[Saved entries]
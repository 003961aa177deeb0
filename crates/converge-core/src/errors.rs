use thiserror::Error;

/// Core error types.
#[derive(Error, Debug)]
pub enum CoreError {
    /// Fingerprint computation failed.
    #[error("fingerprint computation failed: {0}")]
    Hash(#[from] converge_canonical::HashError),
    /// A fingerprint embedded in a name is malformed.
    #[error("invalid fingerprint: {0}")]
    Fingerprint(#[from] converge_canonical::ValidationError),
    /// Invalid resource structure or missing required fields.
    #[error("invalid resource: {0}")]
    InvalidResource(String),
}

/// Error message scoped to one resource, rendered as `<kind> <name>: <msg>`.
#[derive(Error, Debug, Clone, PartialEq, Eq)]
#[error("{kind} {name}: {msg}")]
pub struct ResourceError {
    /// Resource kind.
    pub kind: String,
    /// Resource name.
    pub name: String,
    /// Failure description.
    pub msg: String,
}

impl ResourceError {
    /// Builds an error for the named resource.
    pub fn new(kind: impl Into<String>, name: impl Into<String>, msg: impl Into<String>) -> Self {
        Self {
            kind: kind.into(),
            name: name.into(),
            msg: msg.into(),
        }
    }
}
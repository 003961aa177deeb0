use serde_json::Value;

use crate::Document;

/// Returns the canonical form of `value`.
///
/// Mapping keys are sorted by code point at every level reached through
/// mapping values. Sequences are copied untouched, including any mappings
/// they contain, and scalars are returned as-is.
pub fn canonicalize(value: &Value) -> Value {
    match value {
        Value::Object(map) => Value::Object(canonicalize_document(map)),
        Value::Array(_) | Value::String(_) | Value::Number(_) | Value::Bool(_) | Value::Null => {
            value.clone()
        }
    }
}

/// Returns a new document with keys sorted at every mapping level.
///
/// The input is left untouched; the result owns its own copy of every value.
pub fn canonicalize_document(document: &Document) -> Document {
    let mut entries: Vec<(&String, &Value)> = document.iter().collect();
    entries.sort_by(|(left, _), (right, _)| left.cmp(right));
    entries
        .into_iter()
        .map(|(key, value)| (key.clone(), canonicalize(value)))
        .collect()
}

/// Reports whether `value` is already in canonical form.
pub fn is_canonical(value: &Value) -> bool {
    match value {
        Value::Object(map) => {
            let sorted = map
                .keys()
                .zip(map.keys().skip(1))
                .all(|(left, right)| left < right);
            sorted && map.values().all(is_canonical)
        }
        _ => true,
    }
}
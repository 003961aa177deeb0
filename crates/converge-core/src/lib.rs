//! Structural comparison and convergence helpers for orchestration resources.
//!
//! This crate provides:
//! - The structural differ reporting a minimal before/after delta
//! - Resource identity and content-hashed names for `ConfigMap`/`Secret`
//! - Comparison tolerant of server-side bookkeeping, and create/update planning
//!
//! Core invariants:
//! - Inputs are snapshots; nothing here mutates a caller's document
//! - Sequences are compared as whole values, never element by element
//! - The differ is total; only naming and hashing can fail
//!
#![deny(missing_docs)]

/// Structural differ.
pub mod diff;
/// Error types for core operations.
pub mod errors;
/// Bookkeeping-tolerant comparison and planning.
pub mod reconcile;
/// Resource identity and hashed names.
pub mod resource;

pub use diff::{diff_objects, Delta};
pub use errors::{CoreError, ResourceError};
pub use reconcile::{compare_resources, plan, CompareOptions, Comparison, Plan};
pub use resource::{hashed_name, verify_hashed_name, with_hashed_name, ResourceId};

■ **Problem to work on**
Output all of the data above without any alteration.

■ **Task output**
repository 003961aa177deeb0
filename crates/converge-core/src/errors.rs
use thiserror::Error;

/// Core error types.
#[derive(Error, Debug)]
pub enum CoreError {
    /// Fingerprint computation failed.
    #[error("fingerprint computation failed: {0}")]
    Hash(#[from] converge_canonical::HashError),
    /// A fingerprint embedded in a name is malformed.
    #[error("invalid fingerprint: {0}")]
    Fingerprint(#[from] converge_canonical::ValidationError),
    /// Invalid resource structure or missing required fields.
    #[error("invalid resource: {0}")]
    InvalidResource(String),
}

/// Error message scoped to one resource, rendered as `<kind> <name>: <msg>`.
#[derive(Error, Debug, Clone, PartialEq, Eq)]
#[error("{kind} {name}: {msg}")]
pub struct ResourceError {
    /// Resource kind.
    pub kind: String,
    /// Resource name.
    pub name: String,
    /// Failure description.
    pub msg: String,
}

impl ResourceError {
    /// Builds an error for the named resource.
    pub fn new(kind: impl Into<String>, name: impl Into<String>, msg: impl Into<String>) -> Self {
        Self {
            kind: kind.into(),
            name: name.into(),
            msg: msg.into(),
        }
    }
}
repository 003961aa177deeb0
use serde_json::Value;

use crate::Document;

/// Returns the canonical form of `value`.
///
/// Mapping keys are sorted by code point at every level reached through
/// mapping values. Sequences are copied untouched, including any mappings
/// they contain, and scalars are returned as-is.
pub fn canonicalize(value: &Value) -> Value {
    match value {
        Value::Object(map) => Value::Object(canonicalize_document(map)),
        Value::Array(_) | Value::String(_) | Value::Number(_) | Value::Bool(_) | Value::Null => {
            value.clone()
        }
    }
}

/// Returns a new document with keys sorted at every mapping level.
///
/// The input is left untouched; the result owns its own copy of every value.
pub fn canonicalize_document(document: &Document) -> Document {
    let mut entries: Vec<(&String, &Value)> = document.iter().collect();
    entries.sort_by(|(left, _), (right, _)| left.cmp(right));
    entries
        .into_iter()
        .map(|(key, value)| (key.clone(), canonicalize(value)))
        .collect()
}

/// Reports whether `value` is already in canonical form.
pub fn is_canonical(value: &Value) -> bool {
    match value {
        Value::Object(map) => {
            let sorted = map
                .keys()
                .zip(map.keys().skip(1))
                .all(|(left, right)| left < right);
            sorted && map.values().all(is_canonical)
        }
        _ => true,
    }
}
repository 003961aa177deeb0
filename crates/converge-core/src/lib.rs
//! Structural comparison and convergence helpers for orchestration resources.
//!
//! This crate provides:
//! - The structural differ reporting a minimal before/after delta
//! - Resource identity and content-hashed names for `ConfigMap`/`Secret`
//! - Comparison tolerant of server-side bookkeeping, and create/update planning
//!
//! Core invariants:
//! - Inputs are snapshots; nothing here mutates a caller's document
//! - Sequences are compared as whole values, never element by element
//! - The differ is total; only naming and hashing can fail
//!
#![deny(missing_docs)]

/// Structural differ.
pub mod diff;
/// Error types for core operations.
pub mod errors;
/// Bookkeeping-tolerant comparison and planning.
pub mod reconcile;
/// Resource identity and hashed names.
pub mod resource;

pub use diff::{diff_objects, Delta};
pub use errors::{CoreError, ResourceError};
pub use reconcile::{compare_resources, plan, CompareOptions, Comparison, Plan};
pub use resource::{hashed_name, verify_hashed_name, with_hashed_name, ResourceId};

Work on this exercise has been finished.